This species is one of the rarest land tortoises in the world (4). Its common name refers to the appearance of the 'gular scute' (5) at the lower part of the shell (plastron), which is drawn out into a plough-shaped projection between the front legs (6). The upper shell (carapace) is hard, highly domed and brown in colour, with prominent concentric growth rings on each scute(5). Males are larger than females (2).
This species feeds on grasses and a wide range of other plants (2). Males compete for access to females; during these wrestling matches, males try to flip their opponent over using the plough-like projection of the lower shell below the neck (9). Each breeding season, females lay up to seven clutches of between two and six eggs (6). She lays the eggs in a pit that she digs with her hind legs, covers them with soil and abandons them (2). Young ploughshare tortoises are around the size of a ping pong ball when they hatch at the beginning of the wet season (5)(6). They are fully independent immediately after emerging, but it takes as long as 20 years for them to reach sexual maturity (6).
This extremely rare tortoise is endemic to Madagascar.
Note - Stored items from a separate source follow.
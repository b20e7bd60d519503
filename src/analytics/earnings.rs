//! Earnings analytics over shop orders.
//!
//! DESIGN
//! ======
//! Orders are first narrowed to a period ending at an anchor instant, then
//! reduced into totals, a per-day series, top products, a category breakdown
//! and a 30-day forecast. Every step takes the filtered slice, so the
//! breakdowns always agree with the totals shown beside them.
//!
//! TRADE-OFFS
//! ==========
//! Profit is a flat 40% of revenue; the backend exposes no cost data. Days
//! are UTC dates, matching how the backend stamps `created_at`.

use std::collections::HashMap;
use std::str::FromStr;

use chrono::{DateTime, Datelike, Days, NaiveDate, Utc};
use serde::Serialize;

use super::{Tally, round2};
use crate::display::UNKNOWN_PRODUCT;
use crate::error::DashboardError;
use crate::models::{Category, Order, Product};

pub const PROFIT_RATE: f64 = 0.4;
pub const TOP_PRODUCT_COUNT: usize = 3;
pub const FORECAST_DAYS: f64 = 30.0;
pub const UNCATEGORIZED_ID: &str = "uncategorized";
pub const UNCATEGORIZED_NAME: &str = "Uncategorized";
pub const UNKNOWN_CATEGORY: &str = "Unknown Category";
pub const CSV_HEADER: &str = "Date,Amount";

// =============================================================================
// PERIOD
// =============================================================================

#[derive(Debug, Clone, Copy, PartialEq, Eq, Default, Serialize)]
#[serde(rename_all = "lowercase")]
pub enum Period {
    Week,
    #[default]
    Month,
    Quarter,
    Year,
    All,
}

impl Period {
    #[must_use]
    pub fn label(self) -> &'static str {
        match self {
            Self::Week => "This Week",
            Self::Month => "This Month",
            Self::Quarter => "This Quarter",
            Self::Year => "This Year",
            Self::All => "All Time",
        }
    }

    /// Inclusive lower bound of the period ending at `anchor`; `None` for
    /// [`Period::All`].
    ///
    /// Week starts seven days before the anchor's date; month, quarter and
    /// year start on their first day. All bounds are midnight UTC.
    #[must_use]
    pub fn start(self, anchor: DateTime<Utc>) -> Option<DateTime<Utc>> {
        let today = anchor.date_naive();
        let first_day = match self {
            Self::Week => today.checked_sub_days(Days::new(7))?,
            Self::Month => today.with_day(1)?,
            Self::Quarter => NaiveDate::from_ymd_opt(today.year(), quarter_start_month(today.month()), 1)?,
            Self::Year => NaiveDate::from_ymd_opt(today.year(), 1, 1)?,
            Self::All => return None,
        };
        first_day.and_hms_opt(0, 0, 0).map(|midnight| midnight.and_utc())
    }
}

fn quarter_start_month(month: u32) -> u32 {
    (month - 1) / 3 * 3 + 1
}

impl FromStr for Period {
    type Err = DashboardError;

    fn from_str(raw: &str) -> Result<Self, Self::Err> {
        match raw.trim().to_ascii_lowercase().as_str() {
            "week" => Ok(Self::Week),
            "month" => Ok(Self::Month),
            "quarter" => Ok(Self::Quarter),
            "year" => Ok(Self::Year),
            "all" => Ok(Self::All),
            other => Err(DashboardError::validation(format!(
                "unknown period '{other}' (expected week, month, quarter, year or all)"
            ))),
        }
    }
}

/// The instant a period is measured back from.
#[derive(Debug, Clone, Copy, PartialEq, Eq, Default, Serialize)]
#[serde(rename_all = "snake_case")]
pub enum PeriodAnchor {
    /// The caller's clock.
    #[default]
    Now,
    /// The newest order timestamp, falling back to the caller's clock.
    LatestTransaction,
}

impl PeriodAnchor {
    #[must_use]
    pub fn resolve(self, orders: &[Order], now: DateTime<Utc>) -> DateTime<Utc> {
        match self {
            Self::Now => now,
            Self::LatestTransaction => orders.iter().filter_map(|o| o.created_at).max().unwrap_or(now),
        }
    }
}

impl FromStr for PeriodAnchor {
    type Err = DashboardError;

    fn from_str(raw: &str) -> Result<Self, Self::Err> {
        match raw.trim().to_ascii_lowercase().as_str() {
            "now" => Ok(Self::Now),
            "latest" | "latest_transaction" => Ok(Self::LatestTransaction),
            other => Err(DashboardError::validation(format!("unknown anchor '{other}' (expected now or latest)"))),
        }
    }
}

/// Orders created at or after the period start, in input order. Orders with
/// no timestamp only survive [`Period::All`].
#[must_use]
pub fn filter_by_period(orders: &[Order], period: Period, anchor_at: DateTime<Utc>) -> Vec<&Order> {
    match period.start(anchor_at) {
        None => orders.iter().collect(),
        Some(start) => orders.iter().filter(|o| o.created_at.is_some_and(|at| at >= start)).collect(),
    }
}

// =============================================================================
// REDUCTIONS
// =============================================================================

#[derive(Debug, Clone, Copy, PartialEq, Default, Serialize)]
pub struct Totals {
    pub revenue: f64,
    pub profit: f64,
    /// Percent; zero when there is no revenue.
    pub margin: f64,
}

impl Totals {
    /// Margin with two decimals, e.g. `"40.00"`.
    #[must_use]
    pub fn margin_label(&self) -> String {
        format!("{:.2}", self.margin)
    }
}

#[must_use]
pub fn totals(orders: &[&Order]) -> Totals {
    let revenue: f64 = orders.iter().map(|o| o.amount()).sum();
    let profit = revenue * PROFIT_RATE;
    let margin = if revenue > 0.0 { profit / revenue * 100.0 } else { 0.0 };
    Totals { revenue, profit, margin }
}

#[derive(Debug, Clone, Copy, PartialEq, Serialize)]
pub struct DailyEarning {
    pub date: NaiveDate,
    pub amount: f64,
}

/// Order amounts summed per UTC day, in first-seen order.
#[must_use]
pub fn daily_earnings(orders: &[&Order]) -> Vec<DailyEarning> {
    let mut days: Tally<NaiveDate, f64> = Tally::new();
    for order in orders {
        if let Some(at) = order.created_at {
            *days.entry(at.date_naive()) += order.amount();
        }
    }
    days.into_vec().into_iter().map(|(date, amount)| DailyEarning { date, amount }).collect()
}

#[derive(Debug, Clone, PartialEq, Serialize)]
pub struct ProductSales {
    pub product_id: String,
    pub name: String,
    pub sales: f64,
}

/// Best-selling products by `quantity × price`. Ties keep first-seen order.
#[must_use]
pub fn top_products(orders: &[&Order], products: &[Product], limit: usize) -> Vec<ProductSales> {
    let lookup = product_lookup(products);
    let mut sales: Tally<&str, f64> = Tally::new();
    for item in orders.iter().flat_map(|o| &o.items) {
        *sales.entry(item.product_id.as_str()) += item.line_total();
    }

    let mut ranked = sales.into_vec();
    ranked.sort_by(|a, b| b.1.total_cmp(&a.1));
    ranked
        .into_iter()
        .take(limit)
        .map(|(id, sales)| ProductSales {
            product_id: id.to_string(),
            name: lookup.get(id).map_or_else(|| UNKNOWN_PRODUCT.to_string(), |p| p.name.clone()),
            sales,
        })
        .collect()
}

#[derive(Debug, Clone, PartialEq, Serialize)]
pub struct CategoryRevenue {
    pub category_id: String,
    pub name: String,
    pub value: f64,
}

/// Item revenue per product category. Items whose product is unknown or has
/// no category land in the `uncategorized` bucket.
#[must_use]
pub fn revenue_by_category(orders: &[&Order], products: &[Product], categories: &[Category]) -> Vec<CategoryRevenue> {
    let lookup = product_lookup(products);
    let mut buckets: Tally<&str, f64> = Tally::new();
    for item in orders.iter().flat_map(|o| &o.items) {
        let bucket = lookup
            .get(item.product_id.as_str())
            .and_then(|p| p.category_id.as_deref())
            .filter(|id| !id.is_empty())
            .unwrap_or(UNCATEGORIZED_ID);
        *buckets.entry(bucket) += item.line_total();
    }

    let mut names: HashMap<&str, &str> = HashMap::new();
    for category in categories {
        names.entry(category.id.as_str()).or_insert(category.name.as_str());
    }

    buckets
        .into_vec()
        .into_iter()
        .map(|(id, value)| {
            let name = match names.get(id) {
                Some(name) => (*name).to_string(),
                None if id == UNCATEGORIZED_ID => UNCATEGORIZED_NAME.to_string(),
                None => UNKNOWN_CATEGORY.to_string(),
            };
            CategoryRevenue { category_id: id.to_string(), name, value }
        })
        .collect()
}

/// Projected earnings 30 days out: the last daily amount plus 30 times the
/// mean day-over-day change, floored at zero. Needs at least two days.
#[must_use]
#[allow(clippy::cast_precision_loss)]
pub fn forecast(daily: &[DailyEarning]) -> f64 {
    let [.., last] = daily else { return 0.0 };
    if daily.len() < 2 {
        return 0.0;
    }
    let changes: f64 = daily.windows(2).map(|w| w[1].amount - w[0].amount).sum();
    let mean_change = changes / (daily.len() - 1) as f64;
    round2((last.amount + mean_change * FORECAST_DAYS).max(0.0))
}

/// `Date,Amount` CSV of the daily series.
#[must_use]
pub fn to_csv(daily: &[DailyEarning]) -> String {
    let mut lines = vec![CSV_HEADER.to_string()];
    lines.extend(daily.iter().map(|d| format!("{},{}", d.date.format("%Y-%m-%d"), d.amount)));
    lines.join("\n")
}

fn product_lookup(products: &[Product]) -> HashMap<&str, &Product> {
    let mut lookup = HashMap::new();
    for product in products {
        lookup.entry(product.sanity_id.as_str()).or_insert(product);
    }
    lookup
}

// =============================================================================
// REPORT
// =============================================================================

/// Everything the earnings view shows for one period.
#[derive(Debug, Clone, PartialEq, Serialize)]
pub struct EarningsReport {
    pub period: Period,
    pub period_label: &'static str,
    pub anchor_at: DateTime<Utc>,
    pub order_count: usize,
    pub totals: Totals,
    pub profit_margin: String,
    pub daily: Vec<DailyEarning>,
    pub top_products: Vec<ProductSales>,
    pub revenue_by_category: Vec<CategoryRevenue>,
    pub forecast: f64,
    /// Forecast relative to period revenue, in percent.
    pub forecast_growth: Option<f64>,
}

impl EarningsReport {
    #[must_use]
    pub fn compute(
        orders: &[Order],
        products: &[Product],
        categories: &[Category],
        period: Period,
        anchor: PeriodAnchor,
        now: DateTime<Utc>,
    ) -> Self {
        let anchor_at = anchor.resolve(orders, now);
        let filtered = filter_by_period(orders, period, anchor_at);
        let totals = totals(&filtered);
        let daily = daily_earnings(&filtered);
        let forecast = forecast(&daily);
        let forecast_growth = (totals.revenue > 0.0).then(|| round2((forecast / totals.revenue - 1.0) * 100.0));

        Self {
            period,
            period_label: period.label(),
            anchor_at,
            order_count: filtered.len(),
            profit_margin: totals.margin_label(),
            top_products: top_products(&filtered, products, TOP_PRODUCT_COUNT),
            revenue_by_category: revenue_by_category(&filtered, products, categories),
            totals,
            daily,
            forecast,
            forecast_growth,
        }
    }

    #[must_use]
    pub fn csv(&self) -> String {
        to_csv(&self.daily)
    }
}

#[cfg(test)]
#[path = "earnings_test.rs"]
mod tests;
It is thought that only around 600 individuals remain in the wild (7). These individuals occur in just five isolated and small populations in a 30 kilometre radius of Baly Bay in north western Madagascar (8).
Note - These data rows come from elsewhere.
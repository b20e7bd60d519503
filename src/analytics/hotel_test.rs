use super::*;
use chrono::{NaiveDate, TimeZone};

fn stay(hotel_id: i64, start: (i32, u32, u32), price: f64, status: BookingStatus) -> HotelBooking {
    HotelBooking {
        hotel_id: Some(hotel_id),
        start_date: NaiveDate::from_ymd_opt(start.0, start.1, start.2),
        total_price: Some(price),
        status,
        ..HotelBooking::default()
    }
}

fn now() -> DateTime<Utc> {
    Utc.with_ymd_and_hms(2024, 3, 20, 9, 0, 0).single().unwrap()
}

fn hotels() -> Vec<Hotel> {
    vec![Hotel { id: 1, name: Some("Paws Inn".into()) }]
}

fn bookings() -> Vec<HotelBooking> {
    vec![
        stay(1, (2024, 3, 2), 100.0, BookingStatus::Confirmed),
        stay(2, (2024, 1, 15), 80.0, BookingStatus::Completed),
        stay(1, (2023, 12, 24), 60.0, BookingStatus::Confirmed),
        stay(1, (2024, 3, 10), 40.0, BookingStatus::Pending),
    ]
}

#[test]
fn monthly_buckets_and_totals() {
    let summary = HotelSummary::compute(&bookings(), &hotels(), TimeFrame::Year, now());

    assert_eq!(summary.total_bookings, 4);
    assert!((summary.total_revenue - 280.0).abs() < 1e-9);
    let months: Vec<(&str, u32)> = summary.monthly.iter().map(|m| (m.month.as_str(), m.bookings)).collect();
    assert_eq!(months, [("Mar 2024", 2), ("Jan 2024", 1), ("Dec 2023", 1)]);
    assert!((summary.average_bookings_per_month - 4.0 / 3.0).abs() < 1e-9);
}

#[test]
fn status_counts_in_first_seen_order() {
    let summary = HotelSummary::compute(&bookings(), &hotels(), TimeFrame::Year, now());
    assert_eq!(
        summary.status_counts,
        vec![
            StatusCount { status: BookingStatus::Confirmed, count: 2 },
            StatusCount { status: BookingStatus::Completed, count: 1 },
            StatusCount { status: BookingStatus::Pending, count: 1 },
        ]
    );
}

#[test]
fn year_frame_keeps_current_year_with_name_fallback() {
    let summary = HotelSummary::compute(&bookings(), &hotels(), TimeFrame::Year, now());
    let shares: Vec<(&str, u32, f64)> = summary.hotels.iter().map(|h| (h.name.as_str(), h.bookings, h.revenue)).collect();
    assert_eq!(shares, [("Paws Inn", 2, 140.0), ("Hotel 2", 1, 80.0)]);
}

#[test]
fn month_frame_keeps_current_month_only() {
    let summary = HotelSummary::compute(&bookings(), &hotels(), TimeFrame::Month, now());
    assert_eq!(summary.hotels.len(), 1);
    assert_eq!(summary.hotels[0].bookings, 2);
}

#[test]
fn no_bookings_average_uses_one_month() {
    let summary = HotelSummary::compute(&[], &[], TimeFrame::Year, now());
    assert_eq!(summary.average_bookings_per_month, 0.0);
    assert!(summary.hotels.is_empty());
}

#[test]
fn time_frame_parses() {
    assert_eq!("MONTH".parse::<TimeFrame>().unwrap(), TimeFrame::Month);
    assert!("decade".parse::<TimeFrame>().is_err());
}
The main threats affecting this very rare species include habitat loss, largely as a result of uncontrolled bush fires, predation of eggs and young by the introduced bush pig (Potamochoerus larvatus) and illegal collecting by people (5)(8). Like other tortoises and turtles, this species has a slow growth rate and low breeding potential. In addition, it takes individuals a long time to reach sexual maturity. All of these factors reduce the capacity of populations to recover from human-induced effects on the population (5)(7).
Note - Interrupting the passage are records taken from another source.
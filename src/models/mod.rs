//! Typed record shapes for every backend resource.
//!
//! DESIGN
//! ======
//! The backend is loose about shapes: amounts arrive as numbers or decimal
//! strings, ids as numbers or strings, timestamps with or without an offset,
//! and most fields may be missing or null. Every record therefore decodes
//! leniently into optional fields, and every status enum carries an `Unknown`
//! catch-all so an unexpected value never fails a page load.

#[macro_use]
mod status;

pub mod booking;
pub mod de;
pub mod order;
pub mod people;
pub mod vet;

pub use booking::{
    AvailableSlot, BookingStatus, GroomingBooking, GroomingBookingUpdate, GroomingService, Hotel, HotelBooking,
    HotelBookingUpdate, NewGroomingBooking, NewHotelBooking,
};
pub use order::{Category, DeliveryAddress, Order, OrderItem, OrderStatus, Product};
pub use people::{Pet, User};
pub use vet::{
    Appointment, AppointmentStatus, ClinicService, MedicalRecord, MedicalRecordDraft, MedicalRecordUpdate,
    NewAppointment, NewRefillRequest, PartySummary, Prescription, PrescriptionDraft, PrescriptionUpdate,
    ProfilePicture, RefillEligibility, RefillRequest, RefillStatus, Veterinarian, VeterinarianForm,
};

#[cfg(test)]
#[path = "mod_test.rs"]
mod tests;
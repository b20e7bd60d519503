//! Clinic veterinarian roster.

use async_trait::async_trait;
use tracing::info;

use super::{Page, require_text, settle};
use crate::api::ApiClient;
use crate::error::Result;
use crate::models::{Veterinarian, VeterinarianForm};

pub struct VeterinariansPage {
    client: ApiClient,
    veterinarians: Vec<Veterinarian>,
    error: Option<String>,
}

/// Trim every text field; all four are required.
fn validated(form: &VeterinarianForm) -> Result<VeterinarianForm> {
    Ok(VeterinarianForm {
        name: require_text(&form.name, "Name is required")?,
        email: require_text(&form.email, "Email is required")?,
        phone_number: require_text(&form.phone_number, "Phone number is required")?,
        specialization: require_text(&form.specialization, "Specialization is required")?,
        profile_picture: form.profile_picture.clone(),
    })
}

impl VeterinariansPage {
    #[must_use]
    pub fn new(client: ApiClient) -> Self {
        Self { client, veterinarians: Vec::new(), error: None }
    }

    #[must_use]
    pub fn veterinarians(&self) -> &[Veterinarian] {
        &self.veterinarians
    }

    /// # Errors
    ///
    /// `Validation` for a blank required field; otherwise the backend's
    /// rejection or a failed reload.
    pub async fn create(&mut self, form: &VeterinarianForm) -> Result<Veterinarian> {
        let created = self.client.create_veterinarian(&validated(form)?).await?;
        self.reload().await?;
        Ok(created)
    }

    /// # Errors
    ///
    /// Same as [`Self::create`].
    pub async fn update(&mut self, veterinarian_id: i64, form: &VeterinarianForm) -> Result<Veterinarian> {
        let updated = self.client.update_veterinarian(veterinarian_id, &validated(form)?).await?;
        self.reload().await?;
        Ok(updated)
    }

    /// # Errors
    ///
    /// The backend's rejection, or a failed reload afterwards.
    pub async fn delete(&mut self, veterinarian_id: i64) -> Result<()> {
        self.client.delete_veterinarian(veterinarian_id).await?;
        self.reload().await
    }
}

#[async_trait]
impl Page for VeterinariansPage {
    async fn reload(&mut self) -> Result<()> {
        let loaded = self.client.fetch_veterinarians().await;
        self.veterinarians = settle("veterinarians", "Failed to fetch veterinarians", &mut self.error, loaded)?;
        info!(veterinarians = self.veterinarians.len(), "veterinarians page loaded");
        Ok(())
    }

    fn error(&self) -> Option<&str> {
        self.error.as_deref()
    }
}

#[cfg(test)]
#[path = "veterinarians_test.rs"]
mod tests;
A recovery programme was established for this species in 1986 by the Jersey Wildlife Preservation Trust in collaboration with the Malagasy Department of Waters and Forests. A captive-breeding facility was established in Madagascar and within eight years over 100 young ploughshare tortoises had been bred. A study into the habitat of the species and interactions with humans was also established, and a grassroots-level environmental education programme was set up (10). Experimental reintroductions of captive-bred tortoises have been successful to date and large-scale release to re-establish extirpated populations are being planned (5). Although international trade in the ploughshare tortoise is illegal due to its listing under Appendix I of the Convention of International trade in Endangered Species (CITES), poor enforcement of the exotic pet trade is causing great problems. In 1996, 73 individuals were stolen from the captive breeding programme in Madagascar and as recently as 2003 reptile collectors have been arrested with wild ploughshare tortoises in their possession destined for the international exotic pet market (5). When a species is this rare, outrageous crimes such as these have serious implications for the already precarious state of the species (11). These incidents have highlighted weaknesses in wildlife law which must be urgently addressed (11).